(Saved data entries)
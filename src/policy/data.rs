//! Policy records fed to the claims simulation
//!
//! Only `term` drives the simulation. The descriptive columns are kept as
//! given so that a shard with unfamiliar categories still runs.

use chrono::NaiveDate;
use serde::{Deserialize, Serialize};

/// Days in one claim interval; policy terms are expressed in days
pub const CLAIM_INTERVAL_DAYS: f64 = 365.0;

const DATE_FORMATS: [&str; 3] = ["%Y-%m-%d", "%m/%d/%Y", "%d.%m.%Y"];

/// Gender of the policyholder
#[derive(Debug, Clone, PartialEq, Eq, Serialize, Deserialize)]
pub enum Gender {
    Male,
    Female,
    Other(String),
}

impl Gender {
    pub fn parse(value: &str) -> Self {
        match value.trim().to_ascii_lowercase().as_str() {
            "m" | "male" => Gender::Male,
            "f" | "female" => Gender::Female,
            _ => Gender::Other(value.trim().to_string()),
        }
    }
}

/// Smoker classification
#[derive(Debug, Clone, PartialEq, Eq, Serialize, Deserialize)]
pub enum SmokingStatus {
    Smoker,
    NonSmoker,
    Other(String),
}

impl SmokingStatus {
    pub fn parse(value: &str) -> Self {
        match value.trim().to_ascii_lowercase().as_str() {
            "smoker" | "s" | "yes" | "y" => SmokingStatus::Smoker,
            "non-smoker" | "nonsmoker" | "non_smoker" | "ns" | "no" | "n" => {
                SmokingStatus::NonSmoker
            }
            _ => SmokingStatus::Other(value.trim().to_string()),
        }
    }
}

/// A single policy in a worker's shard
#[derive(Debug, Clone, PartialEq, Serialize, Deserialize)]
pub struct Policy {
    pub id: String,

    /// Age of the policyholder in years
    pub age: f64,

    pub gender: Gender,
    pub smoking_status: SmokingStatus,
    pub occupation: String,
    pub policy_type: String,

    /// Effective date as written in the shard
    pub effective_date: String,

    /// Policy term in days
    pub term: f64,

    pub premium: f64,
}

impl Policy {
    /// Term measured in claim intervals (years)
    pub fn term_in_intervals(&self) -> f64 {
        self.term / CLAIM_INTERVAL_DAYS
    }

    /// Rate of the exponential claim-count distribution
    ///
    /// The mean number of claims equals the term in claim intervals.
    pub fn claim_rate(&self) -> f64 {
        1.0 / self.term_in_intervals()
    }

    /// Effective date, when it is in one of the recognised formats
    pub fn effective_on(&self) -> Option<NaiveDate> {
        let value = self.effective_date.trim();
        DATE_FORMATS
            .iter()
            .find_map(|format| NaiveDate::parse_from_str(value, format).ok())
    }
}
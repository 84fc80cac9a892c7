//! FSx for Lustre implementation of [`ExportService`]

use async_trait::async_trait;
use aws_sdk_fsx::error::DisplayErrorContext;
use aws_sdk_fsx::types::{
    CompletionReport, DataRepositoryTask, DataRepositoryTaskFilter, DataRepositoryTaskFilterName,
    DataRepositoryTaskType,
};

use super::{ExportService, ExportTask, TaskLifecycle};
use crate::error::{HandlerError, Result};

const CREATE_TASK: &str = "fsx:CreateDataRepositoryTask";
const DESCRIBE_TASKS: &str = "fsx:DescribeDataRepositoryTasks";

/// Export service backed by the FSx data repository task API
#[derive(Debug, Clone)]
pub struct FsxExportService {
    client: aws_sdk_fsx::Client,
}

impl FsxExportService {
    pub fn new(client: aws_sdk_fsx::Client) -> Self {
        Self { client }
    }
}

fn to_export_task(task: &DataRepositoryTask) -> ExportTask {
    ExportTask {
        task_id: task.task_id().to_string(),
        lifecycle: TaskLifecycle::parse(task.lifecycle().as_str()),
        failure_message: task
            .failure_details()
            .and_then(|details| details.message())
            .map(str::to_string),
    }
}

#[async_trait]
impl ExportService for FsxExportService {
    async fn create_export_task(&self, file_system_id: &str, paths: &[String]) -> Result<ExportTask> {
        // completion reports go to the bucket; we only need the lifecycle
        let report = CompletionReport::builder()
            .enabled(false)
            .build();

        let output = self
            .client
            .create_data_repository_task()
            .r#type(DataRepositoryTaskType::Export)
            .file_system_id(file_system_id)
            .set_paths(Some(paths.to_vec()))
            .report(report)
            .send()
            .await
            .map_err(|error| {
                HandlerError::external(CREATE_TASK, DisplayErrorContext(&error).to_string())
            })?;

        output
            .data_repository_task()
            .map(to_export_task)
            .ok_or_else(|| HandlerError::external(CREATE_TASK, "response did not include a task"))
    }

    async fn describe_task(&self, file_system_id: &str, task_id: &str) -> Result<Option<ExportTask>> {
        let filter = DataRepositoryTaskFilter::builder()
            .name(DataRepositoryTaskFilterName::FileSystemId)
            .values(file_system_id)
            .build();

        let output = self
            .client
            .describe_data_repository_tasks()
            .task_ids(task_id)
            .filters(filter)
            .send()
            .await
            .map_err(|error| {
                HandlerError::external(DESCRIBE_TASKS, DisplayErrorContext(&error).to_string())
            })?;

        Ok(output
            .data_repository_tasks()
            .iter()
            .find(|task| task.task_id() == Some(task_id))
            .map(to_export_task))
    }
}
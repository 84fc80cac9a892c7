//! S3 implementation of [`ResultStore`]

use async_trait::async_trait;
use aws_sdk_s3::error::DisplayErrorContext;

use super::{ObjectSummary, ResultStore};
use crate::error::{HandlerError, Result};

const LIST_OBJECTS: &str = "s3:ListObjectsV2";
const GET_OBJECT: &str = "s3:GetObject";

/// Result store reading the bucket the filesystem exports into
#[derive(Debug, Clone)]
pub struct S3ResultStore {
    client: aws_sdk_s3::Client,
    bucket: String,
}

impl S3ResultStore {
    pub fn new(client: aws_sdk_s3::Client, bucket: impl Into<String>) -> Self {
        Self {
            client,
            bucket: bucket.into(),
        }
    }
}

#[async_trait]
impl ResultStore for S3ResultStore {
    async fn list_objects(&self, prefix: &str) -> Result<Vec<ObjectSummary>> {
        let mut pages = self
            .client
            .list_objects_v2()
            .bucket(&self.bucket)
            .prefix(prefix)
            .into_paginator()
            .send();

        let mut objects = Vec::new();
        while let Some(page) = pages.next().await {
            let page = page.map_err(|error| {
                HandlerError::external(LIST_OBJECTS, DisplayErrorContext(&error).to_string())
            })?;
            for object in page.contents() {
                let Some(key) = object.key() else {
                    continue;
                };
                let size = object.size().unwrap_or(0).max(0) as u64;
                objects.push(ObjectSummary::new(key, size));
            }
        }
        Ok(objects)
    }

    async fn read_object(&self, key: &str) -> Result<Vec<u8>> {
        let output = self
            .client
            .get_object()
            .bucket(&self.bucket)
            .key(key)
            .send()
            .await
            .map_err(|error| {
                HandlerError::external(GET_OBJECT, DisplayErrorContext(&error).to_string())
            })?;

        let body = output
            .body
            .collect()
            .await
            .map_err(|error| HandlerError::external(GET_OBJECT, error.to_string()))?;
        Ok(body.into_bytes().to_vec())
    }
}
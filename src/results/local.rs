//! Directory-backed [`ResultStore`], for aggregating straight off the /fsx mount

use std::fs;
use std::path::{Path, PathBuf};

use async_trait::async_trait;

use super::{ObjectSummary, ResultStore};
use crate::error::Result;

/// Treats files under `root` as objects keyed by their `/`-separated relative path
#[derive(Debug, Clone)]
pub struct LocalResultStore {
    root: PathBuf,
}

impl LocalResultStore {
    pub fn new(root: impl Into<PathBuf>) -> Self {
        Self { root: root.into() }
    }

    fn collect(&self, dir: &Path, objects: &mut Vec<ObjectSummary>) -> Result<()> {
        for entry in fs::read_dir(dir)? {
            let entry = entry?;
            let path = entry.path();
            let file_type = entry.file_type()?;
            if file_type.is_dir() {
                self.collect(&path, objects)?;
            } else if file_type.is_file() {
                let Ok(relative) = path.strip_prefix(&self.root) else {
                    continue;
                };
                let key = relative
                    .components()
                    .map(|c| c.as_os_str().to_string_lossy())
                    .collect::<Vec<_>>()
                    .join("/");
                objects.push(ObjectSummary::new(key, entry.metadata()?.len()));
            }
        }
        Ok(())
    }
}

#[async_trait]
impl ResultStore for LocalResultStore {
    async fn list_objects(&self, prefix: &str) -> Result<Vec<ObjectSummary>> {
        let mut objects = Vec::new();
        if self.root.is_dir() {
            self.collect(&self.root, &mut objects)?;
        }
        objects.retain(|o| o.key.starts_with(prefix));
        objects.sort_by(|a, b| a.key.cmp(&b.key));
        Ok(objects)
    }

    async fn read_object(&self, key: &str) -> Result<Vec<u8>> {
        Ok(fs::read(self.root.join(key))?)
    }
}

#[cfg(test)]
mod tests {
    use super::*;
    use crate::results::{aggregate_results, ParseMode};
    use approx::assert_relative_eq;

    #[tokio::test]
    async fn test_local_store_lists_nested_files() {
        let dir = tempfile::tempdir().unwrap();
        fs::create_dir_all(dir.path().join("output/batch-2")).unwrap();
        fs::write(dir.path().join("output/a.txt"), "120.5").unwrap();
        fs::write(dir.path().join("output/batch-2/b.txt"), "79.5").unwrap();
        fs::write(dir.path().join("output/c.csv"), "999").unwrap();
        fs::write(dir.path().join("output/d.txt"), "").unwrap();

        let store = LocalResultStore::new(dir.path());
        let listed = store.list_objects("output/").await.unwrap();
        let keys: Vec<_> = listed.iter().map(|o| o.key.as_str()).collect();
        assert_eq!(
            keys,
            vec!["output/a.txt", "output/batch-2/b.txt", "output/c.csv", "output/d.txt"]
        );

        let total = aggregate_results(&store, "output/", ".txt", ParseMode::Strict)
            .await
            .unwrap();
        assert_relative_eq!(total.total, 200.0);
    }

    #[tokio::test]
    async fn test_missing_root_lists_nothing() {
        let dir = tempfile::tempdir().unwrap();
        let store = LocalResultStore::new(dir.path().join("not-there"));
        assert!(store.list_objects("").await.unwrap().is_empty());
    }
}
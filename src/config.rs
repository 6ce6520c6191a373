use anyhow::{Context, Result};
use std::path::PathBuf;

const DATA_DIR_ENV: &str = "LEDGERLY_DATA_DIR";
const CURRENCY_ENV: &str = "LEDGERLY_CURRENCY";
pub(crate) const LOG_FILTER_ENV: &str = "LEDGERLY_LOG";

const DEFAULT_CURRENCY: &str = "₹";

#[derive(Debug, Clone)]
pub(crate) struct Config {
    pub data_dir: PathBuf,
    pub currency: String,
}

impl Config {
    /// Resolve settings from the environment, falling back to the platform data directory.
    pub(crate) fn from_env() -> Result<Self> {
        let data_dir = match std::env::var_os(DATA_DIR_ENV) {
            Some(dir) if !dir.is_empty() => PathBuf::from(dir),
            _ => default_data_dir()?,
        };
        let currency = std::env::var(CURRENCY_ENV)
            .ok()
            .filter(|c| !c.trim().is_empty())
            .unwrap_or_else(|| DEFAULT_CURRENCY.to_string());
        Ok(Self { data_dir, currency })
    }

    /// Create the data directory if needed.
    pub(crate) fn ensure_data_dir(&self) -> Result<()> {
        std::fs::create_dir_all(&self.data_dir).with_context(|| {
            format!(
                "Failed to create data directory: {}",
                self.data_dir.display()
            )
        })
    }

    pub(crate) fn db_path(&self) -> PathBuf {
        self.data_dir.join("ledgerly.db")
    }

    pub(crate) fn log_path(&self) -> PathBuf {
        self.data_dir.join("ledgerly.log")
    }
}

fn default_data_dir() -> Result<PathBuf> {
    let proj_dirs = directories::ProjectDirs::from("com", "ledgerly", "Ledgerly")
        .ok_or_else(|| anyhow::anyhow!("Could not determine data directory"))?;
    Ok(proj_dirs.data_dir().to_path_buf())
}
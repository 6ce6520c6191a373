mod cli;
mod tui;

pub(crate) use cli::as_cli;
pub(crate) use tui::as_tui;

pub(crate) fn shellexpand(path: &str) -> String {
    if let Some(rest) = path.strip_prefix("~/") {
        let home = std::env::var("HOME").unwrap_or_else(|_| ".".into());
        format!("{home}/{rest}")
    } else {
        path.to_string()
    }
}

/// Default export location in the user's home directory.
pub(crate) fn default_export_path() -> String {
    let home = std::env::var("HOME").unwrap_or_else(|_| ".".into());
    let stamp = chrono::Local::now().format("%Y-%m-%d");
    format!("{home}/ledgerly-export-{stamp}.csv")
}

■ What you have to do ■
Copy every line in the records above that contains the word "DataRepositoryTaskFilterName".

■ Worked solution ■
    CompletionReport, DataRepositoryTask, DataRepositoryTaskFilter, DataRepositoryTaskFilterName,
            .name(DataRepositoryTaskFilterName::FileSystemId)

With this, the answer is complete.